Letters and responses are reviewed by the Editorial Executive Committee and may be edited before publication. It may not be possible to reply to all individual questions.
Your questions to the PBAC
I note the list of generic brands in the 'New drugs' section of each edition. I wonder how many will have the same bioavailability as their competitors?
The matter of bioavailability is of concern to my patients who frequently speak of coercion to accept a strange brand currently stocked in the pharmacy. The reported variability of effect experienced by patients, for example in swapping brands of frusemide, cannot be lightly dismissed as anecdotal.
I am very doubtful that equal weights of drugs translate to bioequivalence, but would be pleased to be reassured that this is so. If generic drugs are not bioequivalent, then the parties concerned should be aware of the differences.
Perhaps Australian Prescriber could provide a service to its readers by documenting the bioavailability studies done on each generic registered for inclusion on the Pharmaceutical Benefits Scheme? The name of the testing laboratory, its ownership, the techniques used, the quality control standards employed and the number of samples taken, should all be on the public record and available to all.
Dr Leonie Hunt, Drug Safety and Evaluation Branch, Therapeutic Goods Administration, comments:
The Therapeutic Goods Administration (TGA) is the body responsible for the registration of medicines in Australia, including generic equivalents of prescription medicinal products. Applications for generic products, which are claimed to be essentially similar to an innovator product, must include bioavailability data which demonstrate that the proposed product is bioequivalent to a leading brand of the medicine available in Australia. Guidance in relation to how a bioequivalence study should be conducted is available to sponsors of medicinal products in the document issued by the Commission of the European Communities entitled 'Investigation of Bioavailability and Bioequivalence'.
Further information is available from the TGA web site (TGA) and the Committee for Proprietary Medicinal Products web site (EMA). In general, a comparison of the time course of the blood concentrations of the drug resulting from administration of the two brands to a group of volunteers is required. Comparison of the rate and extent of absorption of the drug from the two products is conducted by a statistical analysis using internationally recognised methods. A decision whether to register the generic product is then made taking these results into account. Modified-release products, such as delayed-release tablets and slow-release tablets, may require studies to be conducted under a variety of conditions to confirm equivalence. Where there is any doubt as to the bioequivalence of the two products, the TGA is able to seek advice from the independent expert committee, the Australian Drug Evaluation Committee.
The actual data sets, on which decisions to register individual products are made, may contain commercially confidential information. They are not usually available to the public.

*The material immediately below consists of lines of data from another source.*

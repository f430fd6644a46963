//! Generation diagnostics
//!
//! Diagnostics never stop generation. The offending declaration is left out
//! of every generated table and the message goes to the build log.

use std::fmt;

/// What kind of naming problem a diagnostic reports
#[derive(Debug, Clone, Copy, PartialEq, Eq, Hash)]
pub enum DiagnosticKind {
    /// Known slot-category prefix but a slot name outside its layout
    UnknownSlot,
    /// Type-scoped declaration whose kind prefix is not recognized
    UnknownPrefix,
    /// `<Type>_<rest>` where `<rest>` has no `<kind>_<name>` split
    MalformedScopedName,
    /// `<prefix>_<rest>` where `<prefix>` is neither `meth` nor a known type
    UnknownType,
    /// Callable with more parameters than any calling convention accepts
    TooManyParameters,
    /// A later declaration replaced an earlier one for the same key
    DuplicateDeclaration,
}

impl DiagnosticKind {
    #[must_use]
    pub const fn as_str(self) -> &'static str {
        match self {
            Self::UnknownSlot => "unknown-slot",
            Self::UnknownPrefix => "unknown-prefix",
            Self::MalformedScopedName => "malformed-name",
            Self::UnknownType => "unknown-type",
            Self::TooManyParameters => "too-many-parameters",
            Self::DuplicateDeclaration => "duplicate-declaration",
        }
    }
}

/// A warning about one function declaration
#[derive(Debug, Clone, PartialEq, Eq)]
pub struct Diagnostic {
    pub kind: DiagnosticKind,
    /// 1-based line of the declaration header
    pub line: usize,
    /// Full function name as written (e.g. `Foo_zz_bar`)
    pub function: String,
    pub message: String,
}

impl Diagnostic {
    #[must_use]
    pub fn new(
        kind: DiagnosticKind,
        line: usize,
        function: impl Into<String>,
        message: impl Into<String>,
    ) -> Self {
        Self {
            kind,
            line,
            function: function.into(),
            message: message.into(),
        }
    }
}

impl fmt::Display for Diagnostic {
    fn fmt(&self, f: &mut fmt::Formatter<'_>) -> fmt::Result {
        write!(
            f,
            "line {}: warning[{}]: {}",
            self.line,
            self.kind.as_str(),
            self.message
        )
    }
}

Associate Professor R. Moulds of the Executive Editorial Board, comments:
Dr Mackellar's concern is a common one. The regulatory processes outlined by Dr Hunt are good at ensuring the plasma concentrations of a generic drug are similar to those obtained with the 'innovator' brand of the drug, usually the market leader. The limits allow for differences of no more than 20% in the overall plasma concentration versus time curves of the two drugs.
It is a more difficult question whether or not such allowable differences might be noticed by a patient. The intraindividual variation in plasma levels of a drug when it is taken on different occasions is usually greater than 20%. So a patient will probably only genuinely notice a difference between various brands of a drug if they also notice a difference when they take the same brand on different occasions.
A patient is also only likely to notice a difference between brands if the drug has a steep concentration-effect curve, so that a 20% change in concentration results in a significant change of effect. Few drugs have such a steep curve.
There are very few clear examples where differences between brands of a drug are clinically important. One very important exception, however, is that of warfarin, and patients should not shift from one brand of warfarin to another.